• [Instructions to follow]:
All lines in the material with the string "written" should be listed.
────────────────
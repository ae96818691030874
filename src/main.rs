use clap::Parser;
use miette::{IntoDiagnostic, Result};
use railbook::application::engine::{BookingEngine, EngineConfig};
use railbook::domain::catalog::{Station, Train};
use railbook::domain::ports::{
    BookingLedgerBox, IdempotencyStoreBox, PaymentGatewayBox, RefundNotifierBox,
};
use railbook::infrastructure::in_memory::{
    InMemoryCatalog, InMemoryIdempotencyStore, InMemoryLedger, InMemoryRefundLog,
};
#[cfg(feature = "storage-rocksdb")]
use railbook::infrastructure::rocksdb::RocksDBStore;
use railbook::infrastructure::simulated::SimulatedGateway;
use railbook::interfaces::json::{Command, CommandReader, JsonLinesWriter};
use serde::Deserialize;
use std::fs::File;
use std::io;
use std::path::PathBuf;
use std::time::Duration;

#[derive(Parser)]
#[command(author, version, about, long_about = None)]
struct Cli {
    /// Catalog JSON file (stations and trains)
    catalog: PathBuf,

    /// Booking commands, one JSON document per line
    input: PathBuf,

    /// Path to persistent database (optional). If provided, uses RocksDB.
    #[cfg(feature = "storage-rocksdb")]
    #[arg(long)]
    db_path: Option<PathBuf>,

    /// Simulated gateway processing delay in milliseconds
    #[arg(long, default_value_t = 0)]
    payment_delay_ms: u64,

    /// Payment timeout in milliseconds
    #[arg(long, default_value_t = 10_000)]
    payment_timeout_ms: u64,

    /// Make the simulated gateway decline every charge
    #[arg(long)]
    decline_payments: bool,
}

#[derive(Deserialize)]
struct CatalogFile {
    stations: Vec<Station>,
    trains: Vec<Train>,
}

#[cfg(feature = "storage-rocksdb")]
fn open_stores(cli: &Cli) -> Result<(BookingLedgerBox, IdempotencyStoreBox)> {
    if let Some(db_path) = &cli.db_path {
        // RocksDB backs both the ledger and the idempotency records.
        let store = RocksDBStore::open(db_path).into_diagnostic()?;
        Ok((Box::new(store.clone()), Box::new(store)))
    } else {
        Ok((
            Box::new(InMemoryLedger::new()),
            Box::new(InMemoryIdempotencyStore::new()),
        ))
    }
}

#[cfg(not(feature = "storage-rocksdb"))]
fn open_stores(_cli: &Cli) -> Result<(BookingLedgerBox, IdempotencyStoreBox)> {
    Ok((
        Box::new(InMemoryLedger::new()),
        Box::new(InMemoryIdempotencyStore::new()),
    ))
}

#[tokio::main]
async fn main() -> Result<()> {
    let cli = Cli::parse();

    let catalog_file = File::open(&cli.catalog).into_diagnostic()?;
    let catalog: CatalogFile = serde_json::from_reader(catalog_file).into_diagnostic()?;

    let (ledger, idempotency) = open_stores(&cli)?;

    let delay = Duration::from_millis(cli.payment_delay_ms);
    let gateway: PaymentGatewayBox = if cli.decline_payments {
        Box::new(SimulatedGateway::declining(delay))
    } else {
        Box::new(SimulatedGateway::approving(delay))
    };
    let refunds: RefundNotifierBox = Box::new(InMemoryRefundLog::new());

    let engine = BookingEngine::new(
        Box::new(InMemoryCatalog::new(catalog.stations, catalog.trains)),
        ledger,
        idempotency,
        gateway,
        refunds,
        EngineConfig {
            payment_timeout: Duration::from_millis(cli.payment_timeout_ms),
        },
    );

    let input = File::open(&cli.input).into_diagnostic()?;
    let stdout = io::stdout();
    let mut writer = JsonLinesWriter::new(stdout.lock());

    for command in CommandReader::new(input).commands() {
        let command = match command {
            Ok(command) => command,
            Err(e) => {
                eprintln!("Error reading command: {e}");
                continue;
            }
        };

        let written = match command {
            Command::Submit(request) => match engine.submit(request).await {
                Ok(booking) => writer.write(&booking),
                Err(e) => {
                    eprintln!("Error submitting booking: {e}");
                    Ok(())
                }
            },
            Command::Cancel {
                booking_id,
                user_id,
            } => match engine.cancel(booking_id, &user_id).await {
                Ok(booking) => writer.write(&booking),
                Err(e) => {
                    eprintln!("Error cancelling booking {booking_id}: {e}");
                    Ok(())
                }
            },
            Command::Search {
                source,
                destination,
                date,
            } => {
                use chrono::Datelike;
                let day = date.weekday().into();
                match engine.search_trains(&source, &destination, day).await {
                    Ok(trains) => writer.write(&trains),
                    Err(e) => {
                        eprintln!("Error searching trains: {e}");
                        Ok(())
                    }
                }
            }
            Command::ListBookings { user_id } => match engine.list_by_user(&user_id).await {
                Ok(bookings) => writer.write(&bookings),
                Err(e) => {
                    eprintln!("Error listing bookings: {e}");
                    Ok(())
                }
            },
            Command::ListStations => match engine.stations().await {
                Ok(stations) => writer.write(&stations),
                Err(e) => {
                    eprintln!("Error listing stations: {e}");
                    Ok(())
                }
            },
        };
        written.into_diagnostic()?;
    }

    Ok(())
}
────────────────
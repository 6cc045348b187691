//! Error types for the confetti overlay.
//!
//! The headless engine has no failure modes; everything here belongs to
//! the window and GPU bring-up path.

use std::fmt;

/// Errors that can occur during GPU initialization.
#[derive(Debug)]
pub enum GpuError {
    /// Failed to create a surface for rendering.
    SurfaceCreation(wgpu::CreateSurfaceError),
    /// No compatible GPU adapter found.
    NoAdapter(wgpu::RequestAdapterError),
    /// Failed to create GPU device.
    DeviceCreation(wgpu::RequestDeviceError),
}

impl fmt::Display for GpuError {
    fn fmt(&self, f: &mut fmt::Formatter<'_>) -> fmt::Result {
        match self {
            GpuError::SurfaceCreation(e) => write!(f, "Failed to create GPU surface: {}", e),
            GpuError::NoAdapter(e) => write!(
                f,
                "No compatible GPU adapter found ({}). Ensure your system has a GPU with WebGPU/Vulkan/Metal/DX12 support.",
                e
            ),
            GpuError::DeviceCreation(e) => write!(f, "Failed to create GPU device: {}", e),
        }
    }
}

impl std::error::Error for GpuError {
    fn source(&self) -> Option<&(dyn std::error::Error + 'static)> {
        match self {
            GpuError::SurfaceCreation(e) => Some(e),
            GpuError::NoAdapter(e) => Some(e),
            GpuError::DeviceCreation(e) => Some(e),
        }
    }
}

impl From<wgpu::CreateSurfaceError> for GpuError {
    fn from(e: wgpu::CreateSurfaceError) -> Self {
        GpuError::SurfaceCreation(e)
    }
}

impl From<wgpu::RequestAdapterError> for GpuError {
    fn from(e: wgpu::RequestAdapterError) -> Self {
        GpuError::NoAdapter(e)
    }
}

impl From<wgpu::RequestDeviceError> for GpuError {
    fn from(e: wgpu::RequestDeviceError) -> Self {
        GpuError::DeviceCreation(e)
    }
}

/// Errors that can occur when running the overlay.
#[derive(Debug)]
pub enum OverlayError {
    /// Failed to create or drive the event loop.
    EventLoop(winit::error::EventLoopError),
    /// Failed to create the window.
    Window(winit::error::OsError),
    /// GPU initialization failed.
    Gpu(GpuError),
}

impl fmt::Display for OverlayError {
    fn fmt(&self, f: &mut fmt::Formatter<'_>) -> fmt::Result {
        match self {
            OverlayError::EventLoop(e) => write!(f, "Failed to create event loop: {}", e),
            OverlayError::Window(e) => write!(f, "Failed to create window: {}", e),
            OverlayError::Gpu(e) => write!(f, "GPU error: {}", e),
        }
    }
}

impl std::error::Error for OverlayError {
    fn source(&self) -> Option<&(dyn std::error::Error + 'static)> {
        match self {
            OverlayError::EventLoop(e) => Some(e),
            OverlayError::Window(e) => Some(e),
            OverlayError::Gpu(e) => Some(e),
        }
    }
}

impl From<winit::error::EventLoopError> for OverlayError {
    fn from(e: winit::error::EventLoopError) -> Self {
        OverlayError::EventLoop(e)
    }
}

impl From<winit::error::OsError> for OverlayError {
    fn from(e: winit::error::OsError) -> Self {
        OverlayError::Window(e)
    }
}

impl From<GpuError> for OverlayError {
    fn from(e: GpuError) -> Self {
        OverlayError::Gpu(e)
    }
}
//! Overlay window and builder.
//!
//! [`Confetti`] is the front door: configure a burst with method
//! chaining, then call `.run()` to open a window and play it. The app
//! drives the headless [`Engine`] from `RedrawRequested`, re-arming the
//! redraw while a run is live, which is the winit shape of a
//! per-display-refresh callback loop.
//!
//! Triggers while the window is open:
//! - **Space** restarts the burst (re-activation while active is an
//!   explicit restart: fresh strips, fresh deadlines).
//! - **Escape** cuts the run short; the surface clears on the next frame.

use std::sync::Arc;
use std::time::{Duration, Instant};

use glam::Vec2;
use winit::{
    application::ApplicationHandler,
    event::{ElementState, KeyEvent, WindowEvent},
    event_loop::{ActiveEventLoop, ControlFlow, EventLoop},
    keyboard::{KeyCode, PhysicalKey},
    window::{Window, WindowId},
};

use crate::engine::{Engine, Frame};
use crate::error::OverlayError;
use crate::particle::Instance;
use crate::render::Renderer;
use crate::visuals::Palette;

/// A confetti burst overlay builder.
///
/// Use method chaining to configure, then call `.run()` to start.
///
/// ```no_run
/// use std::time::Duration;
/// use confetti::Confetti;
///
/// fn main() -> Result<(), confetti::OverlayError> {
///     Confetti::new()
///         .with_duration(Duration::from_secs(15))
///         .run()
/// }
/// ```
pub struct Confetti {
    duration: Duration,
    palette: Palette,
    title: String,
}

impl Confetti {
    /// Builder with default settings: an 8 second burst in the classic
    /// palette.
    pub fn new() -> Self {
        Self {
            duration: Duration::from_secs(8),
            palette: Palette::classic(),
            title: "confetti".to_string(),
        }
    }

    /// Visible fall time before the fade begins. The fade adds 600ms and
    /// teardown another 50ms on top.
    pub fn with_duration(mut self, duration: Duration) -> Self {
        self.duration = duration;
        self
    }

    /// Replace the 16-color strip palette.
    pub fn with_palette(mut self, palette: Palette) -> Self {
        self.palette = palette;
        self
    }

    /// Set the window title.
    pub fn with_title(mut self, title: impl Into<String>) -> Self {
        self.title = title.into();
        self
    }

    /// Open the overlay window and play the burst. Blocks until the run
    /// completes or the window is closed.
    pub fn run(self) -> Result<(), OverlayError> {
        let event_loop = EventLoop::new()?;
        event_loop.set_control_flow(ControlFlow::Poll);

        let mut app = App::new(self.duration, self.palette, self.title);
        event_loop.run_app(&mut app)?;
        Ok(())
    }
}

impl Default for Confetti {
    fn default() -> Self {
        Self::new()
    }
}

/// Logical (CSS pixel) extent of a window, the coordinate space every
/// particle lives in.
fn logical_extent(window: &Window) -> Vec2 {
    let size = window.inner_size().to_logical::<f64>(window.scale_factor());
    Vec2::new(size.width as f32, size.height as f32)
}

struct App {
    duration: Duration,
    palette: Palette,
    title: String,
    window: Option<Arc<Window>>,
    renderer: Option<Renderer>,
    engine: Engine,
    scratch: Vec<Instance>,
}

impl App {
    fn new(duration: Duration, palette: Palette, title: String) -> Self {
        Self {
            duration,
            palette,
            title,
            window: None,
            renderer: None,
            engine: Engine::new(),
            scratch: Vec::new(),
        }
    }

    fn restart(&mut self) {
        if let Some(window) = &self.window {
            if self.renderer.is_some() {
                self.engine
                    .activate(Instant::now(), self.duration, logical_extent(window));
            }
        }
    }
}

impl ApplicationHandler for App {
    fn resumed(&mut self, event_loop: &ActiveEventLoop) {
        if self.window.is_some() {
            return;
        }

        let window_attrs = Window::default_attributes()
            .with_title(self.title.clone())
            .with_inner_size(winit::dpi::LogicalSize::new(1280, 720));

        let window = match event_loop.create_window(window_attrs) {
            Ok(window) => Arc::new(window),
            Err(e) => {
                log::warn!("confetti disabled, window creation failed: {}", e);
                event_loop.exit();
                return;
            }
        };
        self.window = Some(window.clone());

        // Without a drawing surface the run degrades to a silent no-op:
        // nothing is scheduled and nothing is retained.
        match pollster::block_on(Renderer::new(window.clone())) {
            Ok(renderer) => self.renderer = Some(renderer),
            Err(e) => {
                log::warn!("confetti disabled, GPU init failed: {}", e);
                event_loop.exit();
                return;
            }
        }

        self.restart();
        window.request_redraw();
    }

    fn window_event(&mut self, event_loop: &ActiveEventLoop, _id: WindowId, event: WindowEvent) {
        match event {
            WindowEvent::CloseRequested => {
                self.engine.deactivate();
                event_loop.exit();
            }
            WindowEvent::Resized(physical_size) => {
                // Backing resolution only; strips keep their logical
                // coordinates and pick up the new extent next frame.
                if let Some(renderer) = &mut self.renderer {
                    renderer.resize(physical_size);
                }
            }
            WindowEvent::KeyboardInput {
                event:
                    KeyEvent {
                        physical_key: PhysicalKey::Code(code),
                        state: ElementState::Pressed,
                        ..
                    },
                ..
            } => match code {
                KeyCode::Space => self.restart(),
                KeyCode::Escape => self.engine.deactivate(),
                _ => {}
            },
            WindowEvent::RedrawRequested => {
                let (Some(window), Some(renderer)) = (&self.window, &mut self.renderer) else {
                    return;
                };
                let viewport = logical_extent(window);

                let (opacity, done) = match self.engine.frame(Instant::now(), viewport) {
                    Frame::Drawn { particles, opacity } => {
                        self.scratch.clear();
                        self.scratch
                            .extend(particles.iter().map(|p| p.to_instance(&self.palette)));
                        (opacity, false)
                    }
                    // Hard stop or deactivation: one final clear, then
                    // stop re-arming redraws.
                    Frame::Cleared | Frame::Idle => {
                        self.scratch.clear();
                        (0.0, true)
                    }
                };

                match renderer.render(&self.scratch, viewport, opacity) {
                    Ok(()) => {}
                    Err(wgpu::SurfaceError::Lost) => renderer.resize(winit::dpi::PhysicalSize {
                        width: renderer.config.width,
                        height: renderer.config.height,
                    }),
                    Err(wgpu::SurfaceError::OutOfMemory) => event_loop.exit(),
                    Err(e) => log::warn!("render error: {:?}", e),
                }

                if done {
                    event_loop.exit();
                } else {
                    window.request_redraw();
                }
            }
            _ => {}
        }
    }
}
────────────────
• [Exercise output]:
        let written = match command {
        written.into_diagnostic()?;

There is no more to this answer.